Os soldados Ming lutavam com todas as forças; Zhu Qiyu poderia dormir em paz? Também teria que se esforçar ao máximo.
Caso contrário, de que lhe serviria a vitória sobre Wala e o alívio do cerco à capital?
Só dando tudo de si conseguiria manter-se como imperador.
Ao chegar ao Palácio do Príncipe de Cheng, retirou a armadura diante do portão; sem ninguém por perto, deitou-se na cama, completamente exausto, sem vontade de se mover.
Wang Meilin entrou, trazendo água quente, e começou a despir Zhu Qiyu, suspirando:
— Majestade, por que arriscar tanto? Lutar no campo de batalha não é para Vossa Majestade.
— Ao saber que Vossa Majestade estava no campo, tremi de medo; Han chorou muito.
Enquanto Wang Meilin limpava Zhu Qiyu, ele já fechava os olhos, caindo em sono profundo.
Não estava ferido; a armadura lhe deu proteção máxima, mas estava exausto.
Shi Heng não entrou na cidade; enquanto organizava o campo de batalha, viu fumaça no portão Xizhimen e rapidamente preparou as tropas, logo recebendo uma notícia urgente.
No caminho de volta ao acampamento, o comandante Sun Tang foi atacado pelos cavaleiros de elite de Wala, lutando bravamente.
Shi Heng, então, liderou os cavaleiros de Deshengmen rumo a Xizhimen; ao chegar, as casas fora do portão já haviam caído, mas os soldados Ming lutavam até o fim, recuando para junto do portão.

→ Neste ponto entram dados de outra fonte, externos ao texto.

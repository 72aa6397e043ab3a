//! Region carving via flood fill, and boundary growth of the carved regions.
//!
//! Carving picks random land tiles, flood fills the connected land around
//! each one and retypes the component with the next free region type. Growth
//! then lets every region claim neighboring default tiles round by round,
//! one coin flip per candidate, until no region can claim anything more.

use rand::Rng;
use rustc_hash::FxHashSet;

use super::constants::EXPANSION_CLAIM_CHANCE;
use super::grid::Grid;
use super::tile::{TilePos, TileType};

/// Types handed out to regions, in carving order.
pub const REGION_TYPES: [TileType; 6] = [
    TileType::F,
    TileType::E,
    TileType::D,
    TileType::C,
    TileType::B,
    TileType::A,
];

/// Collect the 4-connected component of tiles whose type equals the root's.
///
/// Uses the grid's visited flags as scratch space; they are cleared first.
/// Returns an empty list if `root` lies off the grid.
pub fn flood_fill(grid: &mut Grid, root: TilePos, allow_wrap: bool) -> Vec<TilePos> {
    grid.clear_visited_flags();

    let Some(root) = grid.normalize(root, false) else {
        return Vec::new();
    };
    let target = grid.type_at(root, false);

    let mut reached = Vec::new();
    let mut stack = vec![root];
    grid.mark_visited(root);

    while let Some(pos) = stack.pop() {
        if grid.type_at(pos, false) != target {
            continue;
        }
        reached.push(pos);

        for neighbor in pos.orthogonal_neighbors() {
            let Some(neighbor) = grid.normalize(neighbor, allow_wrap) else {
                continue;
            };
            if !grid.is_visited(neighbor) {
                grid.mark_visited(neighbor);
                stack.push(neighbor);
            }
        }
    }

    reached
}

/// A connected group of tiles carved out by one flood fill.
///
/// The member list is fixed at carve time; growth claims are tracked by the
/// expansion frontiers, not here.
#[derive(Clone, Debug, PartialEq, Eq)]
pub struct Region {
    ty: TileType,
    tiles: Vec<TilePos>,
}

impl Region {
    pub fn ty(&self) -> TileType {
        self.ty
    }

    pub fn tiles(&self) -> &[TilePos] {
        &self.tiles
    }

    pub fn len(&self) -> usize {
        self.tiles.len()
    }

    pub fn is_empty(&self) -> bool {
        self.tiles.is_empty()
    }
}

/// Progress of the region-assignment stage.
pub struct RegionAssignment {
    /// Land tiles not yet absorbed into a region.
    pool: Vec<TilePos>,
    target: usize,
    allow_wrap: bool,
}

impl RegionAssignment {
    /// Snapshot every tile of `land` type as a carving candidate.
    pub fn new(grid: &Grid, land: TileType, target: usize, allow_wrap: bool) -> Self {
        let pool = grid
            .all_tiles_matching(land)
            .into_iter()
            .map(|t| t.pos())
            .collect();

        Self {
            pool,
            target,
            allow_wrap,
        }
    }

    /// Candidates left in the pool.
    pub fn pool_len(&self) -> usize {
        self.pool.len()
    }

    fn is_done(&self, regions: &[Region]) -> bool {
        regions.len() >= self.target || regions.len() >= REGION_TYPES.len() || self.pool.is_empty()
    }

    /// Carve up to `frames` regions. Returns true once carving is finished,
    /// at which point every unclaimed candidate has been reset to default.
    pub fn run<R: Rng>(
        &mut self,
        grid: &mut Grid,
        regions: &mut Vec<Region>,
        frames: u32,
        rng: &mut R,
    ) -> bool {
        let mut done = self.is_done(regions);

        for _ in 0..frames {
            if done {
                break;
            }

            let ty = REGION_TYPES[regions.len()];
            let root = self.pool[rng.gen_range(0..self.pool.len())];
            let tiles = flood_fill(grid, root, self.allow_wrap);

            let carved: FxHashSet<TilePos> = tiles.iter().copied().collect();
            self.pool.retain(|p| !carved.contains(p));
            for &pos in &tiles {
                grid.set_type(pos, ty);
            }

            log::debug!(
                "Carved region {} ({}) with {} tiles, {} candidates left",
                regions.len(),
                ty,
                tiles.len(),
                self.pool.len()
            );
            regions.push(Region { ty, tiles });
            done = self.is_done(regions);
        }

        if done {
            for pos in self.pool.drain(..) {
                grid.set_type(pos, TileType::Default);
            }
        }
        done
    }
}

/// Tiles of one region that may still claim default neighbors.
#[derive(Clone, Debug)]
struct Frontier {
    ty: TileType,
    tiles: Vec<TilePos>,
}

/// Progress of the region-expansion stage.
pub struct RegionExpansion {
    frontiers: Vec<Frontier>,
    allow_wrap: bool,
    rounds: u32,
}

impl RegionExpansion {
    /// Start one frontier per region, seeded with all of its members.
    pub fn new(regions: &[Region], allow_wrap: bool) -> Self {
        let frontiers = regions
            .iter()
            .map(|r| Frontier {
                ty: r.ty,
                tiles: r.tiles.clone(),
            })
            .collect();

        Self {
            frontiers,
            allow_wrap,
            rounds: 0,
        }
    }

    /// Growth rounds run so far.
    pub fn rounds(&self) -> u32 {
        self.rounds
    }

    /// Total frontier tiles across all regions.
    pub fn frontier_len(&self) -> usize {
        self.frontiers.iter().map(|f| f.tiles.len()).sum()
    }

    /// Frontier tiles of region `idx`.
    pub fn frontier(&self, idx: usize) -> Option<&[TilePos]> {
        self.frontiers.get(idx).map(|f| f.tiles.as_slice())
    }

    /// Run up to `frames` growth rounds. Returns true once a round ends with
    /// every frontier empty.
    pub fn run<R: Rng>(&mut self, grid: &mut Grid, frames: u32, rng: &mut R) -> bool {
        for _ in 0..frames {
            if !self.grow_round(grid, rng) {
                return true;
            }
        }
        false
    }

    /// One growth round over every region. Returns true if any frontier is
    /// still non-empty afterwards.
    pub fn grow_round<R: Rng>(&mut self, grid: &mut Grid, rng: &mut R) -> bool {
        let mut any_left = false;
        let mut retired = FxHashSet::default();
        self.rounds += 1;

        for frontier in self.frontiers.iter_mut() {
            retired.clear();
            let snapshot = frontier.tiles.clone();
            for pos in snapshot {
                if expand_tile(grid, pos, frontier, self.allow_wrap, rng) {
                    retired.insert(pos);
                }
            }
            // Survivors and claims keep their order, so later rounds draw
            // in the same sequence.
            if !retired.is_empty() {
                frontier.tiles.retain(|pos| !retired.contains(pos));
            }
            any_left |= !frontier.tiles.is_empty();
        }

        any_left
    }
}

/// Try to claim each default neighbor of `pos` for the frontier's region.
///
/// Returns true when the tile should leave the frontier: no neighbor was
/// left unclaimed by a failed coin flip this round.
fn expand_tile<R: Rng>(
    grid: &mut Grid,
    pos: TilePos,
    frontier: &mut Frontier,
    allow_wrap: bool,
    rng: &mut R,
) -> bool {
    let mut deferred = false;

    for neighbor in pos.orthogonal_neighbors() {
        let Some(neighbor) = grid.normalize(neighbor, allow_wrap) else {
            continue;
        };
        if grid.type_at(neighbor, false) != TileType::Default {
            continue;
        }

        if rng.gen_bool(EXPANSION_CLAIM_CHANCE) {
            grid.set_type(neighbor, frontier.ty);
            frontier.tiles.push(neighbor);
        } else {
            deferred = true;
        }
    }

    !deferred
}

#[cfg(test)]
mod tests {
    use std::collections::HashSet;

    use rand::rngs::mock::StepRng;
    use rand::SeedableRng;
    use rand_chacha::ChaCha8Rng;

    use super::*;

    fn as_set(tiles: &[TilePos]) -> HashSet<TilePos> {
        tiles.iter().copied().collect()
    }

    #[test]
    fn flood_fill_collects_exact_component() {
        let mut grid = Grid::from_rows(&["##..#", "#...#", "..#..", "c.#.."]).unwrap();

        let filled = flood_fill(&mut grid, TilePos::new(0, 0), false);
        assert_eq!(
            as_set(&filled),
            as_set(&[TilePos::new(0, 0), TilePos::new(1, 0), TilePos::new(0, 1)])
        );

        let filled = flood_fill(&mut grid, TilePos::new(2, 2), false);
        assert_eq!(as_set(&filled), as_set(&[TilePos::new(2, 2), TilePos::new(2, 3)]));
    }

    #[test]
    fn flood_fill_ignores_diagonals() {
        let mut grid = Grid::from_rows(&["#.", ".#"]).unwrap();
        assert_eq!(flood_fill(&mut grid, TilePos::new(0, 0), false).len(), 1);
    }

    #[test]
    fn flood_fill_crosses_edges_only_when_wrapping() {
        let mut grid = Grid::from_rows(&["#..#", "....", "#..#"]).unwrap();
        assert_eq!(flood_fill(&mut grid, TilePos::new(0, 0), false).len(), 1);
        assert_eq!(flood_fill(&mut grid, TilePos::new(0, 0), true).len(), 4);
    }

    #[test]
    fn flood_fill_is_repeatable_and_leaves_types_alone() {
        let mut rng = ChaCha8Rng::seed_from_u64(11);
        let mut grid = Grid::new(16, 16).unwrap();
        grid.randomly_convert(TileType::Default, TileType::A, 0.55, &mut rng);
        let before = grid.types();

        let root = TilePos::new(5, 5);
        let first = flood_fill(&mut grid, root, true);
        let second = flood_fill(&mut grid, root, true);

        assert_eq!(first, second);
        assert_eq!(grid.types(), before);
        let unique = as_set(&first);
        assert_eq!(unique.len(), first.len(), "no tile collected twice");
    }

    #[test]
    fn flood_fill_off_grid_root_is_empty() {
        let mut grid = Grid::new(3, 3).unwrap();
        assert!(flood_fill(&mut grid, TilePos::new(3, 0), true).is_empty());
    }

    #[test]
    fn carving_stops_when_pool_is_exhausted() {
        let mut grid = Grid::from_rows(&["....", ".##.", "....", "...."]).unwrap();
        let mut rng = ChaCha8Rng::seed_from_u64(5);
        let mut regions = Vec::new();
        let mut carving = RegionAssignment::new(&grid, TileType::A, 5, true);

        assert!(carving.run(&mut grid, &mut regions, 10, &mut rng));
        assert_eq!(regions.len(), 1);
        assert_eq!(regions[0].ty(), TileType::F);
        assert_eq!(regions[0].len(), 2);
        assert_eq!(grid.count_matching(TileType::F), 2);
        assert_eq!(carving.pool_len(), 0);
    }

    #[test]
    fn carving_respects_target_and_resets_leftovers() {
        let mut grid = Grid::from_rows(&["#.#.#", ".....", "#.#.#"]).unwrap();
        let mut rng = ChaCha8Rng::seed_from_u64(9);
        let mut regions = Vec::new();
        let mut carving = RegionAssignment::new(&grid, TileType::A, 2, false);

        assert!(!carving.run(&mut grid, &mut regions, 1, &mut rng));
        assert_eq!(regions.len(), 1);
        assert_eq!(carving.pool_len(), 5);

        assert!(carving.run(&mut grid, &mut regions, 1, &mut rng));
        assert_eq!(regions.len(), 2);
        assert_eq!(regions[1].ty(), TileType::E);
        assert_eq!(grid.count_matching(TileType::A), 0);
        assert_eq!(grid.count_matching(TileType::Default), 13);
    }

    #[test]
    fn carving_never_exceeds_available_types() {
        let mut grid = Grid::from_rows(&["#.#.#.#.#.#.#.#.#"]).unwrap();
        let mut rng = ChaCha8Rng::seed_from_u64(4);
        let mut regions = Vec::new();
        let mut carving = RegionAssignment::new(&grid, TileType::A, 50, false);

        assert!(carving.run(&mut grid, &mut regions, 100, &mut rng));
        assert_eq!(regions.len(), REGION_TYPES.len());
        let types: Vec<_> = regions.iter().map(Region::ty).collect();
        assert_eq!(types, REGION_TYPES.to_vec());
    }

    #[test]
    fn growth_claims_every_reachable_default_tile() {
        let mut grid = Grid::from_rows(&["......", "..#...", "......", "...c.."]).unwrap();
        let mut rng = ChaCha8Rng::seed_from_u64(21);
        let mut regions = Vec::new();
        let mut carving = RegionAssignment::new(&grid, TileType::A, 1, true);
        assert!(carving.run(&mut grid, &mut regions, 1, &mut rng));

        let mut growth = RegionExpansion::new(&regions, true);
        assert_eq!(growth.frontier_len(), 1);
        assert!(growth.run(&mut grid, 10_000, &mut rng));
        assert_eq!(growth.frontier_len(), 0);

        assert_eq!(grid.count_matching(TileType::Default), 0);
        assert_eq!(grid.count_matching(TileType::C), 1);
        assert_eq!(grid.count_matching(TileType::F), 23);
    }

    #[test]
    fn growth_without_regions_finishes_in_one_round() {
        let mut grid = Grid::new(4, 4).unwrap();
        let mut rng = ChaCha8Rng::seed_from_u64(0);
        let mut growth = RegionExpansion::new(&[], true);
        assert!(growth.run(&mut grid, 1, &mut rng));
    }

    #[test]
    fn enclosed_tiles_retire_without_drawing() {
        // The region tile is boxed in by another type; it retires at once.
        let mut grid = Grid::from_rows(&["ccc", "c#c", "ccc"]).unwrap();
        let mut rng = ChaCha8Rng::seed_from_u64(0);
        let mut regions = Vec::new();
        RegionAssignment::new(&grid, TileType::A, 1, true)
            .run(&mut grid, &mut regions, 1, &mut rng);

        let mut growth = RegionExpansion::new(&regions, true);
        assert!(!growth.grow_round(&mut grid, &mut rng));
        assert_eq!(growth.frontier(0), Some(&[][..]));
    }

    #[test]
    fn tile_with_a_lost_flip_stays_on_the_frontier() {
        let mut grid = Grid::from_rows(&["...", ".f.", "..."]).unwrap();
        let regions = [Region {
            ty: TileType::F,
            tiles: vec![TilePos::new(1, 1)],
        }];
        let mut growth = RegionExpansion::new(&regions, false);

        // Every flip fails: nothing is claimed and the tile waits.
        let mut always_fail = StepRng::new(u64::MAX, 0);
        assert!(growth.grow_round(&mut grid, &mut always_fail));
        assert_eq!(growth.frontier(0), Some(&[TilePos::new(1, 1)][..]));
        assert_eq!(grid.count_matching(TileType::Default), 8);

        // Every flip succeeds: all four neighbors join and the tile retires.
        let mut always_claim = StepRng::new(0, 0);
        assert!(growth.grow_round(&mut grid, &mut always_claim));
        let frontier = growth.frontier(0).unwrap();
        assert_eq!(
            frontier,
            &[
                TilePos::new(1, 0),
                TilePos::new(1, 2),
                TilePos::new(0, 1),
                TilePos::new(2, 1)
            ][..]
        );
        assert_eq!(grid.count_matching(TileType::Default), 4);
        assert_eq!(grid.count_matching(TileType::F), 5);
    }

    #[test]
    fn retiring_keeps_frontier_order() {
        // Interior tiles retire in the first round; the edge tiles that lost
        // a flip must stay in their original relative order.
        let mut grid = Grid::from_rows(&["fff.", "fff.", "fff."]).unwrap();
        let tiles: Vec<TilePos> = (0..3)
            .flat_map(|y| (0..3).map(move |x| TilePos::new(x, y)))
            .collect();
        let regions = [Region {
            ty: TileType::F,
            tiles,
        }];
        let mut growth = RegionExpansion::new(&regions, false);

        let mut always_fail = StepRng::new(u64::MAX, 0);
        assert!(growth.grow_round(&mut grid, &mut always_fail));
        assert_eq!(
            growth.frontier(0),
            Some(&[TilePos::new(2, 0), TilePos::new(2, 1), TilePos::new(2, 2)][..])
        );
    }
}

— Bárbaros do oeste! O velho Shi chegou! — Shi Heng avançou a cavalo, curvando o arco e disparando flechas contra as tropas de Wala.
Naquele momento, as tropas Ming de Zhangyimen também chegaram; forças de três portões cercaram os Wala, que, em número de quase dez mil, foram encurralados sob Xizhimen.
Esen, coberto de lama, ainda caminhava de um lado para o outro no seu grande acampamento; seu irmão Boluo não retornara, e, conforme o tempo passava, seu passo acelerava, a ansiedade crescia.
Se demorasse mais, não voltaria nunca.
— Relatório! Mestre, dois guardas pessoais de Boluo voltaram ao acampamento, mas Boluo... — o mensageiro tremia, incapaz de continuar.
— O que aconteceu com meu irmão? Fale! — Esen agarrou o mensageiro como se fosse um frango, erguendo-o e gritando furioso:
— Diga!
— Boluo foi atingido por uma pedra de canhão, morreu instantaneamente; a infantaria se dispersou completamente. — O mensageiro mal conseguiu explicar.
— Você é quem morreu! Toda sua família morreu! — Esen sacou a espada e chutou o mensageiro, decapitando-o ali mesmo.
— Você é quem morreu! — Esen cuspiu, gritou:
— Procurem, continuem procurando!
— Relatório! Maonahai liderou um ataque de elite a Xizhimen, mas as tropas de Deshengmen e Zhangyimen chegaram em auxílio; toda a força foi destruída. — Outro mensageiro terminou o informe, olhou para o cadáver ao lado e estremeceu.
— O quê? — Esen arregalou os olhos para o mensageiro.
O mensageiro ajoelhou-se dentro da tenda, imóvel, sem ousar respirar.
A tenda ficou silenciosa por um tempo indefinido, até que Esen tombou para a frente.
— Mestre! Mestre! — Os oficiais, antes tremendo de medo, ao verem a situação, avançaram rapidamente.
A tenda de Wala tornou-se um caos de vozes.